Moradia estudantil indígena é inaugurada na UFPR

Moradia estudantil indígena é inaugurada na UFPR 810 390

Espaço visa acolher estudantes e promover permanência na universidade

Moradia estudantil indígena é inaugurada na UFPR
Foto: UFPR

Inauguração da Moradia Estudantil Indígena da UFPR ocorreu em 02 de outubro e visa acolher estudantes de fora.

Na última quinta-feira (02), foi inaugurada a Moradia Estudantil Indígena da Universidade Federal do Paraná (UFPR), um espaço que visa acolher estudantes indígenas e promover a permanência deles na universidade. O projeto surgiu a partir da demanda dos estudantes, que participaram de um grupo de trabalho junto à instituição. A moradia está localizada na rua João Manoel, 140, no bairro São Francisco, em Curitiba.

Apoio institucional e colaboração

O governo estadual apoiou a cessão da casa, e as tratativas para viabilizar a moradia envolveram o Estado do Paraná, o Ministério Público Estadual (MPPR), a Defensoria Pública e a Secretaria de Estado da Mulher, Igualdade Racial e Povos Indígenas. Camila dos Santos, presidente do Coletivo dos Estudantes Indígenas da UFPR, destacou a importância de oferecer um local seguro para que os estudantes possam se estabelecer e estudar.
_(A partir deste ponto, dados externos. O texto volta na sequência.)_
//! Identity store port: the external account and credential service.

use crate::identity::domain::{EmailAddress, User, UserId, Username};
use async_trait::async_trait;
use std::sync::Arc;
use thiserror::Error;

/// Result type for identity store operations.
pub type IdentityStoreResult<T> = Result<T, IdentityStoreError>;

/// New-account payload handed to the identity store.
///
/// The plaintext password is consumed by the store, which owns hashing and
/// never exposes the digest.
#[derive(Debug, Clone, PartialEq, Eq)]
pub struct NewUser {
    /// Validated account name.
    pub username: Username,
    /// Validated email address.
    pub email: EmailAddress,
    /// Plaintext credential, digested inside the store.
    pub password: String,
}

/// Account and credential service contract.
///
/// Username and email uniqueness are enforced atomically by the store.
#[async_trait]
pub trait IdentityStore: Send + Sync {
    /// Creates a new account with its credential.
    ///
    /// # Errors
    ///
    /// Returns [`IdentityStoreError::DuplicateUsername`] or
    /// [`IdentityStoreError::DuplicateEmail`] when the unique constraints
    /// reject the account.
    async fn create_user(&self, new_user: NewUser) -> IdentityStoreResult<User>;

    /// Persists changes to an existing account's identity fields.
    ///
    /// # Errors
    ///
    /// Returns [`IdentityStoreError::NotFound`] when the account does not
    /// exist, or a duplicate error when a changed username/email collides.
    async fn update_user(&self, user: &User) -> IdentityStoreResult<()>;

    /// Finds an account by identifier.
    ///
    /// Returns `None` when the account does not exist.
    async fn find_by_id(&self, id: UserId) -> IdentityStoreResult<Option<User>>;

    /// Finds an account by email address.
    ///
    /// Returns `None` when no account holds the address.
    async fn find_by_email(&self, email: &EmailAddress) -> IdentityStoreResult<Option<User>>;

    /// Finds an account by username.
    ///
    /// Returns `None` when no account holds the name.
    async fn find_by_username(&self, username: &Username) -> IdentityStoreResult<Option<User>>;

    /// Returns all accounts, ordered by username.
    async fn list(&self) -> IdentityStoreResult<Vec<User>>;

    /// Verifies a plaintext candidate against the stored credential.
    ///
    /// Returns `false` for a wrong password; absence of the account is an
    /// error, not a failed check.
    ///
    /// # Errors
    ///
    /// Returns [`IdentityStoreError::NotFound`] when the account does not
    /// exist.
    async fn check_password(&self, id: UserId, candidate: &str) -> IdentityStoreResult<bool>;
}

/// Errors returned by identity store implementations.
#[derive(Debug, Clone, Error)]
pub enum IdentityStoreError {
    /// An account with the same username already exists.
    #[error("duplicate username: {0}")]
    DuplicateUsername(Username),

    /// An account with the same email address already exists.
    #[error("duplicate email address: {0}")]
    DuplicateEmail(EmailAddress),

    /// The account was not found.
    #[error("user not found: {0}")]
    NotFound(UserId),

    /// Persistence-layer failure.
    #[error("persistence error: {0}")]
    Persistence(Arc<dyn std::error::Error + Send + Sync>),
}

impl IdentityStoreError {
    /// Wraps a persistence error.
    pub fn persistence(err: impl std::error::Error + Send + Sync + 'static) -> Self {
        Self::Persistence(Arc::new(err))
    }
}
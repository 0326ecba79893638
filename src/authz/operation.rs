//! Requested operation kinds evaluated by permission policies.

/// Operation requested against a resource.
///
/// Read operations have no side effects; everything else is a write.
#[derive(Debug, Clone, Copy, PartialEq, Eq, Hash)]
pub enum Operation {
    /// Fetch a single object.
    Retrieve,
    /// List a collection.
    List,
    /// Create a new object.
    Create,
    /// Replace an existing object.
    Update,
    /// Modify a subset of an existing object's fields.
    PartialUpdate,
    /// Remove an existing object.
    Delete,
}

impl Operation {
    /// Returns `true` for side-effect-free operations.
    #[must_use]
    pub const fn is_read(self) -> bool {
        matches!(self, Self::Retrieve | Self::List)
    }

    /// Returns `true` for mutating operations.
    #[must_use]
    pub const fn is_write(self) -> bool {
        !self.is_read()
    }
}
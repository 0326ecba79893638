//! Domain validation tests for identity scalars and entities.

use crate::identity::domain::{
    EmailAddress, IdentityDomainError, Profile, User, Username, ValidationError,
};
use chrono::{DateTime, Local, TimeZone, Utc};
use mockable::Clock;
use rstest::rstest;

/// Clock pinned to a fixed instant for timestamp assertions.
struct FixedClock(DateTime<Utc>);

impl Clock for FixedClock {
    fn local(&self) -> DateTime<Local> {
        self.0.with_timezone(&Local)
    }

    fn utc(&self) -> DateTime<Utc> {
        self.0
    }
}

fn instant(secs: i64) -> DateTime<Utc> {
    Utc.timestamp_opt(secs, 0).single().expect("valid instant")
}

#[rstest]
#[case("alice")]
#[case("alice.smith+work@corp_1")]
#[case("  padded  ")]
fn username_accepts_valid_values(#[case] raw: &str) {
    let username = Username::new(raw).expect("username should parse");
    assert_eq!(username.as_str(), raw.trim());
}

#[rstest]
fn username_rejects_empty_values() {
    assert_eq!(
        Username::new("   "),
        Err(IdentityDomainError::EmptyUsername)
    );
}

#[rstest]
fn username_rejects_unsupported_characters() {
    assert!(matches!(
        Username::new("alice smith"),
        Err(IdentityDomainError::InvalidUsername(_))
    ));
    assert!(matches!(
        Username::new("alice#1"),
        Err(IdentityDomainError::InvalidUsername(_))
    ));
}

#[rstest]
fn username_rejects_overlong_values() {
    let raw = "a".repeat(Username::MAX_LENGTH + 1);
    assert_eq!(
        Username::new(raw),
        Err(IdentityDomainError::UsernameTooLong(Username::MAX_LENGTH))
    );
}

#[rstest]
#[case("alice@example.com")]
#[case("a.b+c@mail.example.co.uk")]
fn email_accepts_valid_values(#[case] raw: &str) {
    let email = EmailAddress::new(raw).expect("email should parse");
    assert_eq!(email.as_str(), raw);
}

#[rstest]
#[case("")]
#[case("alice")]
#[case("alice@")]
#[case("@example.com")]
#[case("alice@localhost")]
#[case("alice@exa mple.com")]
#[case("alice@@example.com")]
fn email_rejects_malformed_values(#[case] raw: &str) {
    assert!(EmailAddress::new(raw).is_err());
}

#[rstest]
fn user_starts_active_and_can_be_deactivated() {
    let mut user = User::new(
        Username::new("alice").expect("valid username"),
        EmailAddress::new("alice@example.com").expect("valid email"),
    );
    assert!(user.is_active());
    user.deactivate();
    assert!(!user.is_active());
}

#[rstest]
fn profile_touch_advances_only_updated_at() {
    let created = FixedClock(instant(1_000));
    let later = FixedClock(instant(2_000));
    let user = User::new(
        Username::new("alice").expect("valid username"),
        EmailAddress::new("alice@example.com").expect("valid email"),
    );

    let mut profile = Profile::new(user.id(), &created);
    assert_eq!(profile.created_at(), instant(1_000));
    assert_eq!(profile.updated_at(), instant(1_000));

    profile.touch(&later);
    assert_eq!(profile.created_at(), instant(1_000));
    assert_eq!(profile.updated_at(), instant(2_000));
}

#[rstest]
fn collect_returns_ok_for_no_violations() {
    assert_eq!(ValidationError::collect(Vec::new()), Ok(()));
}

#[rstest]
fn collect_unwraps_a_single_violation() {
    let result = ValidationError::collect(vec![ValidationError::PasswordMismatch]);
    assert_eq!(result, Err(ValidationError::PasswordMismatch));
}

#[rstest]
fn collect_bundles_several_violations() {
    let result = ValidationError::collect(vec![
        ValidationError::PasswordMismatch,
        ValidationError::EmailTaken,
    ]);
    let Err(bundle) = result else {
        panic!("expected a validation error");
    };
    assert!(bundle.is_multiple());
    assert_eq!(bundle.errors().map(<[ValidationError]>::len), Some(2));
}

#[rstest]
fn field_messages_flatten_bundles_with_field_scopes() {
    let bundle = ValidationError::multiple(vec![
        ValidationError::PasswordMismatch,
        ValidationError::EmailTaken,
        ValidationError::UsernameTaken,
    ]);
    let messages = bundle.field_messages();
    assert_eq!(
        messages,
        vec![
            ("password", "Passwords must match.".to_owned()),
            ("email", "Email already taken.".to_owned()),
            ("username", "Username already taken.".to_owned()),
        ]
    );
}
Necessidades e ações de apoio

Além da moradia, estão previstas ações de apoio à permanência, como bolsas de estudo e acesso ao restaurante universitário, pois a acomodação é fundamental para que os estudantes de fora consigam permanecer na UFPR. André Martinez, pró-reitor de Pertencimento e Políticas de Permanência Estudantil, afirmou que a moradia representa uma reparação histórica e o reconhecimento das especificidades dos povos indígenas na universidade.

Seleção e futuro

As atividades de manutenção da casa começaram em fevereiro deste ano, e ela pode acomodar até 30 estudantes. A seleção dos moradores deve acontecer em 2025, através de um regimento e edital que serão elaborados em diálogo com os acadêmicos indígenas. O reitor da UFPR, professor Marcos Sfair Sunye, enfatizou a necessidade de espaços de acolhimento para estudantes indígenas, destacando que atualmente há menos de 10 moradias desse tipo em universidades do Brasil.